11. Status Rama

Màu nền
Font chữ
Font size
Chiều cao dòng

Berada di tengah keramaian tak membuat Nada berhenti memikirkan Rama. Sosok itu yang berubah dingin lagi setelah kemarin sempat bersikap manis padanya. Sosok yang belum bisa beranjak dari hatinya.

"Nad, itu minuman lo kasihan cuma diaduk-aduk aja." Mita menegur Nada yang hanya memainkan sedotan dalam gelasnya tanpa meminumnya sedikit pun.

Gadis berambut kecokelatan itu melirik ke arah minumannya, lalu menyodorkan ke Mita. "Gue masih kenyang. Lo mau?"

"Gue juga udah kenyang. Tuh!" Mita menunjuk piring kosong sisa nasi goreng dan gelas yang tadi berisi es jeruk juga telah tandas.

Tatapan tak terkejut Nada layangkan kepada Mita. Apa pun dan di mana pun gadis itu makan, pasti tidak akan menyisakan makanan, sedikit pun.

"Balik ke kelas, yuk," ajak Nada yang mulai bosan dengan suasana riuh kantin.

Mita menyuruh menunggu sebentar agar semua makanannya sampai ke perut. Nada pun menurut meski dengan malas. Pandangannya bergerak ke arah gerombolan siswi yang mengundang kehebohan. Dengan penampilan mencolok, kelima siswi tersebut tengah berjalan menuju kantin.

"Mit, lo tahu mereka siapa? Gayanya kayak pada sombong, gitu." Nada bertanya pada Mita seraya menunjuk dengan dagu anak-anak yang dimaksud ada di belakang tubuh Mita.

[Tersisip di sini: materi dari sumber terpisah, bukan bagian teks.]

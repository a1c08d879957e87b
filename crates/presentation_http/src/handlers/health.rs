//! Health check handlers

use axum::{Json, extract::State, http::StatusCode};
use serde::{Deserialize, Serialize};
use tracing::warn;

use crate::state::AppState;

/// Health check response
#[derive(Debug, Clone, Serialize, Deserialize)]
pub struct HealthResponse {
    pub status: String,
    pub version: String,
}

/// Liveness check - is the server running?
pub async fn health_check() -> Json<HealthResponse> {
    Json(HealthResponse {
        status: "ok".to_string(),
        version: env!("CARGO_PKG_VERSION").to_string(),
    })
}

/// Readiness response
#[derive(Debug, Clone, Serialize, Deserialize)]
pub struct ReadinessResponse {
    pub ready: bool,
    pub database: bool,
}

/// Readiness check - can the report database be queried?
pub async fn readiness_check(
    State(state): State<AppState>,
) -> (StatusCode, Json<ReadinessResponse>) {
    let database = match state.dashboard.notifications().await {
        Ok(_) => true,
        Err(e) => {
            warn!(error = %e, "Readiness probe failed");
            false
        },
    };
    let status_code = if database {
        StatusCode::OK
    } else {
        StatusCode::SERVICE_UNAVAILABLE
    };

    (
        status_code,
        Json(ReadinessResponse {
            ready: database,
            database,
        }),
    )
}
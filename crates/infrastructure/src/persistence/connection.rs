//! Database connections
//!
//! Each daemon role reads its Postgres credentials from the vault at
//! `{role}/database`. Pools are created lazily so a node can start (and
//! defer writes) while its database server is down. A configured SQLite URL
//! replaces every role's database with one local file.

use std::collections::HashMap;
use std::str::FromStr;
use std::sync::Arc;
use std::time::Duration;

use application::ApplicationError;
use application::ports::{
    SecretStoreExt, SecretStorePort, StoreTarget, TableStoreFactory, TableStorePort,
};
use async_trait::async_trait;
use parking_lot::Mutex;
use secrecy::ExposeSecret;
use sqlx::SqlitePool;
use sqlx::postgres::{PgConnectOptions, PgPoolOptions};
use sqlx::sqlite::{SqliteConnectOptions, SqlitePoolOptions};
use tracing::{debug, info, instrument};

use super::error::map_sqlx_error;
use super::table_store::{PgTableStore, SqliteTableStore};
use crate::config::{DatabaseConfig, DatabaseSecret};

/// Vault path holding the connection details for `role`
pub fn secret_path(role: &str) -> String {
    format!("{role}/database")
}

/// Postgres connect options for `target` from its vault secret
///
/// The target's schema wins over the secret's; either becomes the
/// connection's `search_path`.
pub fn pg_connect_options(secret: &DatabaseSecret, target: &StoreTarget) -> PgConnectOptions {
    let mut options = PgConnectOptions::new()
        .host(&secret.hostname)
        .port(secret.port)
        .username(&secret.user)
        .password(secret.password.expose_secret())
        .database(&secret.dbname);
    if let Some(schema) = target.schema.as_ref().or(secret.schema.as_ref()) {
        options = options.options([("search_path", schema.as_str())]);
    }
    if let Some(name) = &target.application_name {
        options = options.application_name(name);
    }
    options
}

/// Opens one lazily connected Postgres pool per target
pub struct PgStoreFactory {
    secrets: Arc<dyn SecretStorePort>,
    config: DatabaseConfig,
    stores: Mutex<HashMap<StoreTarget, Arc<dyn TableStorePort>>>,
}

impl std::fmt::Debug for PgStoreFactory {
    fn fmt(&self, f: &mut std::fmt::Formatter<'_>) -> std::fmt::Result {
        f.debug_struct("PgStoreFactory")
            .field("config", &self.config)
            .field("open", &self.stores.lock().len())
            .finish_non_exhaustive()
    }
}

impl PgStoreFactory {
    pub fn new(secrets: Arc<dyn SecretStorePort>, config: DatabaseConfig) -> Self {
        Self {
            secrets,
            config,
            stores: Mutex::new(HashMap::new()),
        }
    }
}

#[async_trait]
impl TableStoreFactory for PgStoreFactory {
    #[instrument(skip(self), fields(db = %target.database))]
    async fn open(&self, target: &StoreTarget) -> Result<Arc<dyn TableStorePort>, ApplicationError> {
        let cached = self.stores.lock().get(target).cloned();
        if let Some(store) = cached {
            return Ok(store);
        }

        let secret: DatabaseSecret = self
            .secrets
            .get_typed(&secret_path(&target.database))
            .await?;
        debug!(host = %secret.hostname, dbname = %secret.dbname, "Opening Postgres pool");
        let pool = PgPoolOptions::new()
            .max_connections(self.config.max_connections)
            .acquire_timeout(Duration::from_secs(self.config.acquire_timeout_secs))
            .connect_lazy_with(pg_connect_options(&secret, target));

        let store: Arc<dyn TableStorePort> = Arc::new(PgTableStore::new(pool));
        Ok(Arc::clone(
            self.stores.lock().entry(target.clone()).or_insert(store),
        ))
    }
}

/// Open (and optionally migrate) a SQLite database
#[instrument(skip(config))]
pub async fn open_sqlite(url: &str, config: &DatabaseConfig) -> Result<SqlitePool, ApplicationError> {
    let in_memory = url.contains(":memory:");
    let options = SqliteConnectOptions::from_str(url)
        .map_err(map_sqlx_error)?
        .create_if_missing(true)
        .foreign_keys(true)
        .busy_timeout(Duration::from_secs(5));

    let pool = SqlitePoolOptions::new()
        // Each in-memory connection is its own database
        .max_connections(if in_memory { 1 } else { config.max_connections })
        .acquire_timeout(Duration::from_secs(config.acquire_timeout_secs))
        .connect_with(options)
        .await
        .map_err(map_sqlx_error)?;

    if !in_memory {
        sqlx::query("PRAGMA journal_mode=WAL")
            .execute(&pool)
            .await
            .map_err(map_sqlx_error)?;
    }
    if config.run_migrations {
        migrate(&pool).await?;
    }

    info!(max_connections = config.max_connections, "SQLite pool created");
    Ok(pool)
}

/// Create the node tables if they do not exist
pub async fn migrate(pool: &SqlitePool) -> Result<(), ApplicationError> {
    sqlx::migrate!("../../migrations")
        .run(pool)
        .await
        .map_err(|e| ApplicationError::Database(format!("Migration failed: {e}")))?;
    info!("Database migrations completed");
    Ok(())
}

/// Serves every target from one SQLite database
#[derive(Debug, Clone)]
pub struct SqliteStoreFactory {
    store: Arc<SqliteTableStore>,
}

impl SqliteStoreFactory {
    pub fn new(pool: SqlitePool) -> Self {
        Self {
            store: Arc::new(SqliteTableStore::new(pool)),
        }
    }

    pub async fn connect(url: &str, config: &DatabaseConfig) -> Result<Self, ApplicationError> {
        Ok(Self::new(open_sqlite(url, config).await?))
    }

    pub fn store(&self) -> Arc<dyn TableStorePort> {
        Arc::clone(&self.store) as Arc<dyn TableStorePort>
    }
}

#[async_trait]
impl TableStoreFactory for SqliteStoreFactory {
    async fn open(&self, _target: &StoreTarget) -> Result<Arc<dyn TableStorePort>, ApplicationError> {
        Ok(self.store())
    }
}

/// The factory the configuration asks for
pub async fn store_factory(
    config: &DatabaseConfig,
    secrets: Arc<dyn SecretStorePort>,
) -> Result<Arc<dyn TableStoreFactory>, ApplicationError> {
    match &config.sqlite_url {
        Some(url) => {
            info!(%url, "Using local SQLite for every database");
            Ok(Arc::new(SqliteStoreFactory::connect(url, config).await?))
        },
        None => Ok(Arc::new(PgStoreFactory::new(secrets, config.clone()))),
    }
}
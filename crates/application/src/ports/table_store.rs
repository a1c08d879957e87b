//! Port for row-oriented access to the relational store
//!
//! Tables are addressed by name and rows are [`Record`]s, so one adapter
//! serves every daemon's schema. Adapters report an unreachable store as
//! [`ApplicationError::StoreUnavailable`] and unique-key clashes as
//! [`ApplicationError::Integrity`]; the deferred-write path depends on that
//! distinction.

use std::sync::Arc;

use async_trait::async_trait;
use domain::value_objects::{Record, SqlValue};
#[cfg(test)]
use mockall::automock;
use serde::{Deserialize, Serialize};

use crate::error::ApplicationError;

/// Comparison used by a [`Filter`]
#[derive(Debug, Clone, Copy, PartialEq, Eq, Serialize, Deserialize)]
#[serde(rename_all = "snake_case")]
pub enum FilterOp {
    Eq,
    Ne,
    Lt,
    Lte,
    Gt,
    Gte,
}

impl FilterOp {
    #[must_use]
    pub const fn as_sql(&self) -> &'static str {
        match self {
            Self::Eq => "=",
            Self::Ne => "<>",
            Self::Lt => "<",
            Self::Lte => "<=",
            Self::Gt => ">",
            Self::Gte => ">=",
        }
    }
}

/// `column <op> value`; filters in a query are joined with `AND`
#[derive(Debug, Clone, PartialEq, Serialize, Deserialize)]
pub struct Filter {
    pub column: String,
    pub op: FilterOp,
    pub value: SqlValue,
}

impl Filter {
    pub fn new(column: impl Into<String>, op: FilterOp, value: impl Into<SqlValue>) -> Self {
        Self {
            column: column.into(),
            op,
            value: value.into(),
        }
    }

    pub fn eq(column: impl Into<String>, value: impl Into<SqlValue>) -> Self {
        Self::new(column, FilterOp::Eq, value)
    }

    /// Equality filters for every column of `condition`
    #[must_use]
    pub fn all_eq(condition: &Record) -> Vec<Self> {
        condition
            .iter()
            .map(|(column, value)| Self::eq(column, value.clone()))
            .collect()
    }
}

#[derive(Debug, Clone, Copy, PartialEq, Eq, Serialize, Deserialize)]
#[serde(rename_all = "snake_case")]
pub enum SortOrder {
    Asc,
    Desc,
}

/// A `SELECT` against a single table
#[derive(Debug, Clone, Default, PartialEq, Serialize, Deserialize)]
pub struct FetchQuery {
    /// Columns to return; empty selects every column
    pub columns: Vec<String>,
    pub filters: Vec<Filter>,
    pub order_by: Vec<(String, SortOrder)>,
    pub limit: Option<u32>,
}

impl FetchQuery {
    #[must_use]
    pub fn all() -> Self {
        Self::default()
    }

    #[must_use]
    pub fn columns<I, S>(mut self, columns: I) -> Self
    where
        I: IntoIterator<Item = S>,
        S: Into<String>,
    {
        self.columns = columns.into_iter().map(Into::into).collect();
        self
    }

    #[must_use]
    pub fn filter(mut self, filter: Filter) -> Self {
        self.filters.push(filter);
        self
    }

    #[must_use]
    pub fn where_eq(self, column: impl Into<String>, value: impl Into<SqlValue>) -> Self {
        self.filter(Filter::eq(column, value))
    }

    #[must_use]
    pub fn order_by(mut self, column: impl Into<String>, order: SortOrder) -> Self {
        self.order_by.push((column.into(), order));
        self
    }

    #[must_use]
    pub const fn limit(mut self, limit: u32) -> Self {
        self.limit = Some(limit);
        self
    }
}

/// Which database (and schema) a store talks to
#[derive(Debug, Clone, PartialEq, Eq, Hash, Default, Serialize, Deserialize)]
pub struct StoreTarget {
    pub database: String,
    #[serde(default, skip_serializing_if = "Option::is_none")]
    pub schema: Option<String>,
    #[serde(default, skip_serializing_if = "Option::is_none")]
    pub application_name: Option<String>,
}

impl StoreTarget {
    pub fn new(database: impl Into<String>) -> Self {
        Self {
            database: database.into(),
            ..Self::default()
        }
    }

    #[must_use]
    pub fn with_schema(mut self, schema: impl Into<String>) -> Self {
        self.schema = Some(schema.into());
        self
    }

    #[must_use]
    pub fn with_application_name(mut self, name: impl Into<String>) -> Self {
        self.application_name = Some(name.into());
        self
    }
}

/// Port for table reads and writes
#[cfg_attr(test, automock)]
#[async_trait]
pub trait TableStorePort: Send + Sync {
    /// Insert every row in one transaction; columns come from the first row
    async fn insert(&self, table: &str, rows: &[Record]) -> Result<u64, ApplicationError>;

    /// Update each row, matching on `key_columns` and setting the rest
    async fn update(
        &self,
        table: &str,
        rows: &[Record],
        key_columns: &[String],
    ) -> Result<u64, ApplicationError>;

    /// Delete rows equal to `condition` on every column; empty deletes all
    async fn delete(&self, table: &str, condition: &Record) -> Result<u64, ApplicationError>;

    async fn fetch(&self, table: &str, query: &FetchQuery) -> Result<Vec<Record>, ApplicationError>;

    async fn count(&self, table: &str, filters: &[Filter]) -> Result<u64, ApplicationError>;

    /// Lightweight liveness probe
    async fn is_connected(&self) -> bool;
}

/// Opens stores for arbitrary targets; used when replaying deferred writes
#[cfg_attr(test, automock)]
#[async_trait]
pub trait TableStoreFactory: Send + Sync {
    async fn open(&self, target: &StoreTarget) -> Result<Arc<dyn TableStorePort>, ApplicationError>;
}
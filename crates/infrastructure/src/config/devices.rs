//! Local hardware paths read by the sensor and health collectors

use std::path::PathBuf;

use serde::{Deserialize, Serialize};

/// DHT22 exposed through the Linux IIO subsystem
#[derive(Debug, Clone, Serialize, Deserialize)]
pub struct SensorDeviceConfig {
    /// IIO device directory holding `in_temp_input` and `in_humidityrelative_input`
    #[serde(default = "default_iio_device")]
    pub iio_device: PathBuf,

    /// Platform driver directory used to rebind the device on reset,
    /// e.g. `/sys/bus/platform/drivers/dht11`
    #[serde(default)]
    pub driver_dir: Option<PathBuf>,

    /// Device name written to the driver's `unbind`/`bind` files
    #[serde(default)]
    pub device_name: Option<String>,
}

fn default_iio_device() -> PathBuf {
    PathBuf::from("/sys/bus/iio/devices/iio:device0")
}

impl Default for SensorDeviceConfig {
    fn default() -> Self {
        Self {
            iio_device: default_iio_device(),
            driver_dir: None,
            device_name: None,
        }
    }
}

#[derive(Debug, Clone, Serialize, Deserialize)]
pub struct StatsConfig {
    /// Millidegree CPU temperature file
    #[serde(default = "default_thermal_zone")]
    pub thermal_zone: PathBuf,

    /// Mount point whose usage is reported
    #[serde(default = "default_disk_mount")]
    pub disk_mount: PathBuf,
}

fn default_thermal_zone() -> PathBuf {
    PathBuf::from("/sys/class/thermal/thermal_zone0/temp")
}

fn default_disk_mount() -> PathBuf {
    PathBuf::from("/")
}

impl Default for StatsConfig {
    fn default() -> Self {
        Self {
            thermal_zone: default_thermal_zone(),
            disk_mount: default_disk_mount(),
        }
    }
}
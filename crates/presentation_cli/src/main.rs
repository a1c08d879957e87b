//! PiHome node command
//!
//! Runs one of the node daemons, the deferred-write sweeper, the daily
//! backup or the boot-time vault unseal.

mod backup;
mod daemons;
mod node;
mod signal;

use std::path::PathBuf;
use std::process::ExitCode;

use anyhow::Context;
use chrono::Local;
use clap::{Parser, Subcommand};
use infrastructure::{AppConfig, UnsealOutcome, VaultUnsealer, init_logging};
use tracing::{error, info};

use crate::daemons::Daemon;
use crate::node::Node;
use crate::signal::shutdown_signal;

/// Exit code when a shutdown signal arrives before the vault answered
const EXIT_INTERRUPTED: u8 = 255;

/// PiHome node command
#[derive(Parser)]
#[command(name = "pihome")]
#[command(author, version, about = "PiHome node daemons and maintenance", long_about = None)]
struct Cli {
    /// Verbosity level
    #[arg(short, long, action = clap::ArgAction::Count)]
    verbose: u8,

    /// Configuration file (defaults to ./config.toml when present)
    #[arg(short, long, env = "PIHOME_CONFIG")]
    config: Option<PathBuf>,

    #[command(subcommand)]
    command: Commands,
}

#[derive(Subcommand)]
enum Commands {
    /// Record temperature and humidity from the local sensor
    Sensor {
        /// Collect once and exit
        #[arg(long)]
        once: bool,
    },

    /// Record solar energy totals and the current power flow
    Solar {
        #[arg(long)]
        once: bool,
    },

    /// Store the quote of the day
    Quote {
        #[arg(long)]
        once: bool,
    },

    /// Record this node's system statistics
    Health {
        #[arg(long)]
        once: bool,
    },

    /// Replay writes deferred while a database was unreachable
    Sweep {
        #[arg(long)]
        once: bool,
    },

    /// Back up the database, vault data and media every day
    Backup {
        /// Back up now and exit
        #[arg(long)]
        once: bool,
    },

    /// Unseal the local vault with the keys in the environment
    Unseal,
}

impl Commands {
    const fn daemon(&self) -> Option<(Daemon, bool)> {
        match *self {
            Self::Sensor { once } => Some((Daemon::Sensor, once)),
            Self::Solar { once } => Some((Daemon::Solar, once)),
            Self::Quote { once } => Some((Daemon::Quote, once)),
            Self::Health { once } => Some((Daemon::Health, once)),
            Self::Sweep { once } => Some((Daemon::Sweep, once)),
            Self::Backup { .. } | Self::Unseal => None,
        }
    }
}

#[tokio::main]
async fn main() -> anyhow::Result<ExitCode> {
    let cli = Cli::parse();

    let config = AppConfig::load_from(cli.config.as_deref()).context("Failed to load configuration")?;
    init_logging(&config.logging.clone().with_verbosity(cli.verbose))?;

    if let Some((daemon, once)) = cli.command.daemon() {
        let Some(node) = Node::connect(config).await? else {
            return Ok(ExitCode::from(EXIT_INTERRUPTED));
        };
        info!(node = %node.name, ?daemon, "Connected to vault");
        daemons::run(&node, daemon, once).await?;
        info!(?daemon, "Exited");
        return Ok(ExitCode::SUCCESS);
    }

    match cli.command {
        Commands::Backup { once: true } => {
            backup::run_backup(&config.backup, Local::now().date_naive()).await?;
        },
        Commands::Backup { once: false } => {
            tokio::select! {
                result = backup::run_daily(&config.backup) => result?,
                () = shutdown_signal() => info!("Exiting backup service"),
            }
        },
        Commands::Unseal => {
            let unsealer = VaultUnsealer::new(config.vault.unseal.clone())?;
            match unsealer.run().await {
                Ok(UnsealOutcome::AlreadyUnsealed) => info!("Vault was already unsealed"),
                Ok(UnsealOutcome::Unsealed { keys_used }) => {
                    info!(keys_used, "Vault unsealed");
                },
                Err(e) => {
                    error!(error = %e, "FATAL ERROR");
                    return Err(e.into());
                },
            }
        },
        _ => {},
    }

    Ok(ExitCode::SUCCESS)
}
//! DHT22 temperature/humidity sensor through the Linux IIO subsystem
//!
//! The kernel `dht11` driver (which also handles the DHT22) exposes
//! `in_temp_input` in millidegrees Celsius and `in_humidityrelative_input`
//! in milli-percent. Reads fail with `EIO` fairly often; the polling
//! daemon's retries absorb that.

use std::path::{Path, PathBuf};

use application::ApplicationError;
use application::ports::{EnvironmentSensorPort, SensorSample};
use async_trait::async_trait;
use tracing::{debug, info, instrument, warn};

use crate::config::SensorDeviceConfig;

const TEMPERATURE_FILE: &str = "in_temp_input";
const HUMIDITY_FILE: &str = "in_humidityrelative_input";

#[derive(Debug, Clone)]
pub struct IioEnvironmentSensor {
    device: PathBuf,
    rebind: Option<(PathBuf, String)>,
}

impl IioEnvironmentSensor {
    pub fn new(device: impl Into<PathBuf>) -> Self {
        Self {
            device: device.into(),
            rebind: None,
        }
    }

    /// Rebind `device_name` through `driver_dir` on reset
    #[must_use]
    pub fn with_rebind(mut self, driver_dir: impl Into<PathBuf>, device_name: impl Into<String>) -> Self {
        self.rebind = Some((driver_dir.into(), device_name.into()));
        self
    }

    pub fn from_config(config: &SensorDeviceConfig) -> Self {
        let sensor = Self::new(&config.iio_device);
        match (&config.driver_dir, &config.device_name) {
            (Some(dir), Some(name)) => sensor.with_rebind(dir, name),
            _ => sensor,
        }
    }

    async fn read_milli(&self, file: &str) -> Result<f64, ApplicationError> {
        let path = self.device.join(file);
        let raw = tokio::fs::read_to_string(&path)
            .await
            .map_err(|e| ApplicationError::Io(format!("{}: {e}", path.display())))?;
        parse_milli(&raw).ok_or_else(|| {
            ApplicationError::Io(format!("{}: unexpected value {:?}", path.display(), raw.trim()))
        })
    }
}

#[allow(clippy::cast_precision_loss)]
fn parse_milli(raw: &str) -> Option<f64> {
    raw.trim().parse::<i64>().ok().map(|v| v as f64 / 1000.0)
}

async fn write_sysfs(path: &Path, value: &str) -> Result<(), ApplicationError> {
    tokio::fs::write(path, value)
        .await
        .map_err(|e| ApplicationError::Io(format!("{}: {e}", path.display())))
}

#[async_trait]
impl EnvironmentSensorPort for IioEnvironmentSensor {
    #[instrument(skip(self), fields(device = %self.device.display()))]
    async fn read(&self) -> Result<SensorSample, ApplicationError> {
        let celsius = self.read_milli(TEMPERATURE_FILE).await?;
        let humidity = self.read_milli(HUMIDITY_FILE).await?;
        debug!(celsius, humidity, "Sensor read");
        Ok(SensorSample { celsius, humidity })
    }

    #[instrument(skip(self), fields(device = %self.device.display()))]
    async fn reset(&self) -> Result<(), ApplicationError> {
        match &self.rebind {
            Some((driver_dir, name)) => {
                info!(driver = %driver_dir.display(), %name, "Rebinding sensor driver");
                if let Err(e) = write_sysfs(&driver_dir.join("unbind"), name).await {
                    // Already unbound
                    warn!(error = %e, "Unbind failed");
                }
                write_sysfs(&driver_dir.join("bind"), name).await
            },
            None => {
                tokio::fs::metadata(&self.device).await.map_err(|e| {
                    ApplicationError::Io(format!("{}: {e}", self.device.display()))
                })?;
                debug!("No rebind configured, device still present");
                Ok(())
            },
        }
    }
}

#[cfg(test)]
mod tests {
    use super::*;
    use tempfile::TempDir;

    fn device(temp: &str, humidity: &str) -> TempDir {
        let dir = TempDir::new().unwrap();
        std::fs::write(dir.path().join(TEMPERATURE_FILE), temp).unwrap();
        std::fs::write(dir.path().join(HUMIDITY_FILE), humidity).unwrap();
        dir
    }

    #[test]
    fn parses_milli_units() {
        assert_eq!(parse_milli("21500\n"), Some(21.5));
        assert_eq!(parse_milli("-3000"), Some(-3.0));
        assert_eq!(parse_milli("n/a"), None);
    }

    #[tokio::test]
    async fn reads_both_channels() {
        let dir = device("22300\n", "41700\n");
        let sample = IioEnvironmentSensor::new(dir.path()).read().await.unwrap();
        assert!((sample.celsius - 22.3).abs() < 1e-9);
        assert!((sample.humidity - 41.7).abs() < 1e-9);
    }

    #[tokio::test]
    async fn missing_channel_is_io_error() {
        let dir = TempDir::new().unwrap();
        let err = IioEnvironmentSensor::new(dir.path()).read().await.unwrap_err();
        assert!(matches!(err, ApplicationError::Io(_)));
    }

    #[tokio::test]
    async fn garbage_value_is_io_error() {
        let dir = device("garbage", "41700");
        let err = IioEnvironmentSensor::new(dir.path()).read().await.unwrap_err();
        assert!(err.to_string().contains("unexpected value"));
    }

    #[tokio::test]
    async fn reset_rebinds_driver() {
        let dev = device("1", "1");
        let driver = TempDir::new().unwrap();
        let sensor = IioEnvironmentSensor::new(dev.path()).with_rebind(driver.path(), "dht11@0");

        sensor.reset().await.unwrap();

        assert_eq!(
            std::fs::read_to_string(driver.path().join("unbind")).unwrap(),
            "dht11@0"
        );
        assert_eq!(
            std::fs::read_to_string(driver.path().join("bind")).unwrap(),
            "dht11@0"
        );
    }

    #[tokio::test]
    async fn reset_without_rebind_checks_device() {
        let dev = device("1", "1");
        IioEnvironmentSensor::new(dev.path()).reset().await.unwrap();

        let gone = IioEnvironmentSensor::new("/nonexistent/iio:device9");
        assert!(gone.reset().await.is_err());
    }
}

"Jangan liatin mereka," kata Mita setelah menengok sekilas. Ia menatap serius ke arah Nada. "Mereka Geng Rempong. Selalu tampil modis dan nggak punya istilah takut sama siapa pun. Bukan sombong, sih, cuma lebih ke berkuasa gitu."

Gadis berambut sebahu itu mulai memperkenalkan anggota Geng Rempong. Pertama ada Anita, anak dari pengusaha jagal sapi. Kedua adalah Risa, anak dari juragan tanah. Ketiga ada Tari, putri dari toko sepatu terbesar nomor tiga di Malang. Terakhir, ada Ambar yang merupakan anak dari salah satu Staf Ahli Bid. SDM, Sosial, dan Kemasyarakatan, Kabupaten Malang. Keempat siswi tersebut sama-sama kelas sebelas.

Nada mengangguk-anggukkan kepalanya, tanda bahwa ia paham akan penjelasan sahabatnya. Ia sendiri menghela napas, kenapa harus bangga dengan kekayaan yang dimiliki orang tua? Gadis itu masih ragu untuk menggunakan apa pun yang diberikan mereka.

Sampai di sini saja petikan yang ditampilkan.